The performance bonus year

Family Offices have always relied on a very small number of trusted employees and have traditionally done everything to retain them.

After all, these people are entrusted not only with extraordinary wealth, but also with the knowledge and family secrets behind it – three things Family Offices don’t want to see elsewhere.

It is for this reason that in Family Offices, remuneration is high and bonuses frequent, but if these bonuses have always been discretionary, 2022 will be the year of the performance bonus with sophisticated formulas to fight against the wave of resignations. .

The trend to incorporate more formula-based bonuses and Long-Term Incentive Plans (LTIPs) has been underway for some time, with Family Offices finally taking industry benchmarks more seriously. The increased interest in more alternative asset classes, the decision to incorporate measures such as ESG and the new requirement to prove the merit of large executive bonuses, however, have all pushed the conversation further and further under the spotlights.

More diversified portfolios

During the pandemic, 67% of Family Offices have diversified their investment portfolios and entered a range of niche asset classes such as biotechnology in an effort to decentralize their risk and capitalize on early-stage science-based businesses . Although they were hugely successful for many Family Offices, they now had a wider range of assets under management than ever before and it was extremely difficult to find the right talent to manage those assets and then remunerate.

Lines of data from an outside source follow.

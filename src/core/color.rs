//! Appearance palette shared by the PNG charts and the terminal preview.
//!
//! Ranked kinds get evenly spaced hues around the colour wheel, assigned
//! over the full fixed ranking so a kind keeps its colour whatever else is present.
//! Unranked kinds are all drawn in one neutral grey.

use std::fmt;

use plotters::style::{Color, HSLColor, RGBColor};

use crate::core::{constants::APPEARANCE_TYPES, ordering::AppearanceRank};

/// Hue of the first ranked kind, in degrees.
const HUE_START: f64 = 15.0;
const SATURATION: f64 = 0.65;
const LIGHTNESS: f64 = 0.55;

/// Colour for anything outside the fixed ranking.
pub const UNRANKED_GREY: Rgb = Rgb(0x7f, 0x7f, 0x7f);

/// Plain 8-bit RGB triple.
#[derive(Clone, Copy, Debug, PartialEq, Eq, Hash)]
pub struct Rgb(pub u8, pub u8, pub u8);

impl From<Rgb> for RGBColor {
    #[inline]
    fn from(Rgb(r, g, b): Rgb) -> Self {
        RGBColor(r, g, b)
    }
}

/// Fill colour for one appearance rank.
#[must_use]
pub fn appearance_color(rank: AppearanceRank) -> Rgb {
    match rank {
        AppearanceRank::Ranked(i) => hue_color(i, APPEARANCE_TYPES.len()),
        AppearanceRank::Unranked => UNRANKED_GREY,
    }
}

#[allow(clippy::cast_precision_loss)]
fn hue_color(index: usize, levels: usize) -> Rgb {
    let degrees = (HUE_START + 360.0 * index as f64 / levels.max(1) as f64) % 360.0;
    let rgba = HSLColor(degrees / 360.0, SATURATION, LIGHTNESS).to_rgba();
    Rgb(rgba.0, rgba.1, rgba.2)
}

// --- ANSI ---

/// Escape sequences for the terminal preview.
#[derive(Clone, Copy, Debug, PartialEq, Eq)]
pub enum AnsiCode {
    /// True-colour foreground `ESC[38;2;R;G;Bm`.
    Fg(Rgb),
    Bold,
    Reset,
}

impl fmt::Display for AnsiCode {
    fn fmt(&self, f: &mut fmt::Formatter<'_>) -> fmt::Result {
        match self {
            Self::Fg(Rgb(r, g, b)) => write!(f, "\x1b[38;2;{r};{g};{b}m"),
            Self::Bold => f.write_str("\x1b[1m"),
            Self::Reset => f.write_str("\x1b[0m"),
        }
    }
}

impl From<Rgb> for AnsiCode {
    #[inline]
    fn from(c: Rgb) -> Self {
        Self::Fg(c)
    }
}

/// Wrap `text` in colour + reset sequence.
#[inline]
#[must_use]
pub fn colorize(c: AnsiCode, text: &str) -> String {
    format!("{c}{text}{}", AnsiCode::Reset)
}
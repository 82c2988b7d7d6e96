use crate::{output, settings};
use access::PresenceRegistrar;
use anyhow::Result;
use clap::Args;
use config::Config;
use site_core::{PersonId, SiteId};

#[derive(Args)]
pub struct StatusArgs {
    #[arg(help = "Site ID")]
    pub site: SiteId,

    #[arg(help = "Person ID")]
    pub person: PersonId,

    #[arg(long, help = "Output as JSON")]
    pub json: bool
}

pub async fn run(args: StatusArgs, config: &Config) -> Result<()> {
    let store = settings::connect(config).await?;
    let registrar = PresenceRegistrar::from_store(store, &config.access);
    let presence = registrar.presence_state(args.site, args.person).await?;
    let decision = registrar.status(args.site, args.person).await?;

    if args.json {
        let output = serde_json::json!({
            "site_id": args.site,
            "person_id": args.person,
            "presence": presence,
            "decision": decision
        });
        println!("{}", serde_json::to_string_pretty(&output)?);
        return Ok(());
    }

    output::header(&format!("Status of {} at {}", args.person, args.site));
    println!("  {:<10} {}", "Presence:", output::presence(presence));
    output::decision(&decision);
    Ok(())
}
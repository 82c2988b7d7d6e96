//! # Site Access Core
//!
//! Shared types and traits for the site access engine.
//!
//! This crate provides:
//! - Typed records for persons, organizations, sites, cases, flags, shelter
//!   registrations, staff assignments and presence events
//! - The access decision returned to reception staff
//! - Data-source traits the engine reads from (and the one it writes to)
//!
//! Records are owned by the surrounding case-management system; the engine
//! only ever reads them, apart from the last-seen timestamp it refreshes
//! through [`traits::LastSeenSink`].

pub mod decision;
pub mod traits;
pub mod types;

pub use decision::{AccessDecision, Advisory, DenialReason};
pub use traits::{
    CaseRepository, FlagRepository, LastSeenSink, OrganizationDirectory, PresenceLog,
    ShelterRegistry, SiteAccessStore, StaffDirectory,
};
pub use types::{
    Case, CaseFlag, CaseFlagAssignment, CaseFlagId, CaseId, CaseStatus, NewPresenceEvent,
    Organization, OrganizationId, PersonId, PresenceEvent, PresenceEventKind, PresenceState,
    RegistrationStatus, ShelterRegistration, Site, SiteId, SiteKind, StaffAssignment, StaffStatus,
};
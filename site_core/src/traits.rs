//! Data sources the access engine reads from, and the one sink it writes to.
//!
//! Every method reports absence as an empty result; `Err` is reserved for
//! backend faults.

use crate::types::{
    Case, CaseFlag, NewPresenceEvent, Organization, OrganizationId, PersonId, PresenceEvent,
    ShelterRegistration, Site, SiteId, StaffAssignment,
};
use async_trait::async_trait;
use chrono::{DateTime, Utc};
use errors::StorageError;

/// Sites and the organization tree.
#[async_trait]
pub trait OrganizationDirectory: Send + Sync {
    async fn site(&self, site_id: SiteId) -> Result<Option<Site>, StorageError>;

    async fn organization(
        &self,
        organization_id: OrganizationId,
    ) -> Result<Option<Organization>, StorageError>;
}

#[async_trait]
pub trait CaseRepository: Send + Sync {
    /// Non-deleted cases of the person at any of `organizations`.
    async fn cases_for_person(
        &self,
        person_id: PersonId,
        organizations: &[OrganizationId],
    ) -> Result<Vec<Case>, StorageError>;

    /// Whether the person has any non-deleted case at all, regardless of
    /// organization or status.
    async fn has_case(&self, person_id: PersonId) -> Result<bool, StorageError>;
}

#[async_trait]
pub trait ShelterRegistry: Send + Sync {
    /// Every registration of the person at the shelter, deleted ones included.
    async fn registrations(
        &self,
        person_id: PersonId,
        site_id: SiteId,
    ) -> Result<Vec<ShelterRegistration>, StorageError>;
}

#[async_trait]
pub trait StaffDirectory: Send + Sync {
    async fn assignments(
        &self,
        person_id: PersonId,
        organizations: &[OrganizationId],
    ) -> Result<Vec<StaffAssignment>, StorageError>;
}

#[async_trait]
pub trait FlagRepository: Send + Sync {
    /// Non-deleted flags linked to the person through non-deleted
    /// assignments, in flag definition order.
    async fn flags_for_person(&self, person_id: PersonId) -> Result<Vec<CaseFlag>, StorageError>;
}

/// Append-only log of check-in, check-out and "seen" events.
#[async_trait]
pub trait PresenceLog: Send + Sync {
    /// The most recent non-deleted check-in or check-out of the person at the
    /// site. Equal timestamps are ordered by `sequence`.
    async fn latest_transition(
        &self,
        person_id: PersonId,
        site_id: SiteId,
    ) -> Result<Option<PresenceEvent>, StorageError>;

    async fn record(&self, event: NewPresenceEvent) -> Result<PresenceEvent, StorageError>;
}

/// The case subsystem's "update last seen" operation.
///
/// Implementations must only move the stored value forward, so that
/// reordered or repeated calls converge on the latest event time.
#[async_trait]
pub trait LastSeenSink: Send + Sync {
    async fn update_last_seen(
        &self,
        person_id: PersonId,
        seen_at: DateTime<Utc>,
    ) -> Result<(), StorageError>;
}

/// A backend providing every data source the engine needs.
pub trait SiteAccessStore:
    OrganizationDirectory
    + CaseRepository
    + ShelterRegistry
    + StaffDirectory
    + FlagRepository
    + PresenceLog
    + LastSeenSink
{
}

impl<T> SiteAccessStore for T where
    T: OrganizationDirectory
        + CaseRepository
        + ShelterRegistry
        + StaffDirectory
        + FlagRepository
        + PresenceLog
        + LastSeenSink
{
}
use access::RegistrationRejected;
use anyhow::Result;
use clap::Parser;
use metrics_util::debugging::{DebuggingRecorder, Snapshotter};
use tracing_subscriber::{EnvFilter, fmt, prelude::*};

mod commands;
mod output;
mod settings;

use commands::{Cli, Commands};

/// Exit status for a registration the engine refused.
const REJECTED_EXIT_CODE: i32 = 2;

#[tokio::main]
async fn main() -> Result<()> {
    let cli = Cli::parse();
    let config = settings::load(&cli.global)?;

    let filter = EnvFilter::try_from_default_env()
        .unwrap_or_else(|_| EnvFilter::new(&config.observability.logging_level));
    tracing_subscriber::registry()
        .with(fmt::layer().with_writer(std::io::stderr))
        .with(filter)
        .init();

    let snapshotter = if config.observability.metrics_enabled {
        install_recorder()
    } else {
        None
    };

    let result = match cli.command {
        Commands::Evaluate(args) => commands::evaluate::run(args, &config).await,
        Commands::Record(args) => commands::record::run(args, &config).await,
        Commands::Status(args) => commands::status::run(args, &config).await,
        Commands::Migrate(args) => commands::migrate::run(args, &config).await
    };

    if let Some(snapshotter) = snapshotter {
        for (key, _, _, value) in snapshotter.snapshot().into_vec() {
            tracing::debug!(metric = %key.key().name(), value = ?value, "metric");
        }
    }

    if let Err(err) = &result
        && let Some(code) = exit_code(err)
    {
        output::error(&err.to_string());
        std::process::exit(code);
    }

    result
}

/// Refusals get their own exit status; every other failure falls through to
/// anyhow's default.
fn exit_code(err: &anyhow::Error) -> Option<i32> {
    err.chain()
        .any(|cause| cause.is::<RegistrationRejected>())
        .then_some(REJECTED_EXIT_CODE)
}

fn install_recorder() -> Option<Snapshotter> {
    let recorder = DebuggingRecorder::new();
    let snapshotter = recorder.snapshotter();
    match metrics::set_global_recorder(recorder) {
        Ok(()) => Some(snapshotter),
        Err(e) => {
            tracing::warn!("Metrics recorder not installed: {}", e);
            None
        }
    }
}

#[cfg(test)]
mod tests {
    use super::*;
    use access::AccessError;
    use errors::StorageError;
    use site_core::{DenialReason, PresenceEventKind};

    #[test]
    fn test_rejections_map_to_their_own_exit_code() {
        let denied = anyhow::Error::from(RegistrationRejected::DirectionDenied {
            kind: PresenceEventKind::CheckOut
        });
        assert_eq!(exit_code(&denied), Some(REJECTED_EXIT_CODE));

        let wrapped = anyhow::Error::from(AccessError::from(RegistrationRejected::NotPermitted {
            reason: DenialReason::ClosedCase
        }));
        assert_eq!(exit_code(&wrapped), Some(REJECTED_EXIT_CODE));
    }

    #[test]
    fn test_other_failures_keep_default_exit() {
        let storage = anyhow::Error::from(AccessError::from(StorageError::query("cases", "down")));
        assert_eq!(exit_code(&storage), None);
        assert_eq!(exit_code(&anyhow::anyhow!("config missing")), None);
    }
}
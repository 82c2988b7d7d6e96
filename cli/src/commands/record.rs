use crate::{output, settings};
use access::PresenceRegistrar;
use anyhow::Result;
use chrono::{DateTime, Utc};
use clap::{Args, ValueEnum};
use config::Config;
use site_core::{PersonId, PresenceEventKind, SiteId};

#[derive(Clone, Copy, Debug, ValueEnum)]
pub enum EventKind {
    CheckIn,
    CheckOut,
    Seen
}

impl From<EventKind> for PresenceEventKind {
    fn from(kind: EventKind) -> Self {
        match kind {
            EventKind::CheckIn => PresenceEventKind::CheckIn,
            EventKind::CheckOut => PresenceEventKind::CheckOut,
            EventKind::Seen => PresenceEventKind::Seen
        }
    }
}

#[derive(Args)]
pub struct RecordArgs {
    #[arg(help = "Site ID")]
    pub site: SiteId,

    #[arg(help = "Person ID")]
    pub person: PersonId,

    #[arg(long, value_enum, help = "Event kind")]
    pub kind: EventKind,

    #[arg(long, help = "Event time (RFC 3339), defaults to now")]
    pub at: Option<DateTime<Utc>>,

    #[arg(long, help = "Output as JSON")]
    pub json: bool
}

pub async fn run(args: RecordArgs, config: &Config) -> Result<()> {
    let store = settings::connect(config).await?;
    let registrar = PresenceRegistrar::from_store(store, &config.access);
    let kind = PresenceEventKind::from(args.kind);
    let at = args.at.unwrap_or_else(Utc::now);

    let registered = registrar.register(args.site, args.person, kind, at).await?;
    if args.json {
        println!("{}", serde_json::to_string_pretty(&registered)?);
        return Ok(());
    }
    output::success(&format!(
        "Recorded {} of {} at {}",
        kind, args.person, args.site
    ));
    output::decision(&registered.decision);
    output::info(&format!("Last seen: {}", registered.last_seen));
    Ok(())
}
//! # Site Access Errors
//!
//! Infrastructure and record-validation errors shared by the site access
//! crates.
//!
//! Domain denials (closed case, not resident, ...) are not errors: they are
//! reported as values inside an access decision. The enums here cover what
//! can actually fail: talking to a backend, and building a record from
//! incomplete data.

use thiserror::Error;

/// Storage layer errors
#[derive(Debug, Error)]
pub enum StorageError {
    #[error("Connection to {backend} failed: {reason}")]
    ConnectionError { backend: String, reason: String },

    #[error("Query on {backend} failed: {reason}")]
    QueryError { backend: String, reason: String },

    #[error("Decoding {entity} from {backend} failed: {reason}")]
    DecodeError {
        backend: String,
        entity: String,
        reason: String
    }
}

impl StorageError {
    pub fn query(backend: &str, reason: impl Into<String>) -> Self {
        Self::QueryError {
            backend: backend.to_string(),
            reason: reason.into()
        }
    }

    pub fn decode(backend: &str, entity: &str, reason: impl Into<String>) -> Self {
        Self::DecodeError {
            backend: backend.to_string(),
            entity: entity.to_string(),
            reason: reason.into()
        }
    }
}

/// Record construction errors
#[derive(Debug, Error, Clone, PartialEq, Eq)]
pub enum RecordError {
    #[error("Missing required field: {entity}.{field}")]
    MissingField { entity: String, field: String },

    #[error("Invalid value for {entity}.{field}: {reason}")]
    InvalidValue {
        entity: String,
        field: String,
        reason: String
    },

    #[error("Unknown {kind} code: {code}")]
    UnknownCode { kind: String, code: String }
}

impl RecordError {
    pub fn missing(entity: &str, field: &str) -> Self {
        Self::MissingField {
            entity: entity.to_string(),
            field: field.to_string()
        }
    }

    pub fn invalid(entity: &str, field: &str, reason: impl Into<String>) -> Self {
        Self::InvalidValue {
            entity: entity.to_string(),
            field: field.to_string(),
            reason: reason.into()
        }
    }
}

#[cfg(test)]
mod tests {
    use super::*;

    #[test]
    fn test_storage_error_display() {
        let err = StorageError::query("postgres", "relation \"cases\" does not exist");
        assert_eq!(
            err.to_string(),
            "Query on postgres failed: relation \"cases\" does not exist"
        );

        let err = StorageError::decode("postgres", "site", "unknown kind: depot");
        assert_eq!(
            err.to_string(),
            "Decoding site from postgres failed: unknown kind: depot"
        );
    }

    #[test]
    fn test_record_error_display() {
        assert_eq!(
            RecordError::missing("case_flag", "name").to_string(),
            "Missing required field: case_flag.name"
        );
        assert_eq!(
            RecordError::UnknownCode {
                kind: "registration status".to_string(),
                code: "7".to_string()
            }
            .to_string(),
            "Unknown registration status code: 7"
        );
    }
}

Each of these new assets required a unique set of requirements based on duration, commitment and contribution involved, skills and specialization required, and level of risk required. They also have unique factors that affect the level of return and the ability to measure that return from holding period returns, inflation and interest versus demand and economic growth.

All of these idiosyncrasies make valuing assets an individual and laborious task, but awarding a bonus based on these valuations has become nearly impossible in the midst of a pandemic where everyone, including Family Offices, is was in brand new territory.

A few months later and Family Offices are becoming more and more sophisticated in the way they reward talent and with more assets, more talent to manage those assets and more time to structure both, they introduce bonuses more strategic and formula-based to reward their best talents.


In April, Mastercard
CEO Michael Miebach has announced that ESG objectives will now be taken into account when calculating employee bonuses. The company had previously introduced the program exclusively for its management staff, but from the spring the rule applied to everyone. This, according to Miebach, will help the organization achieve its goals of improving carbon usage, financial inclusion and gender pay parity. It seems that they are not alone in their mission either.

According to PwC, on the FTSE 100, 45% of companies have an ESG measure attached to their executive compensation while Capital Monitor reports that Barclays, Natwest and HSBC
are leading the movement within the banking sector, with all three having their CEO bonuses linked to ESG.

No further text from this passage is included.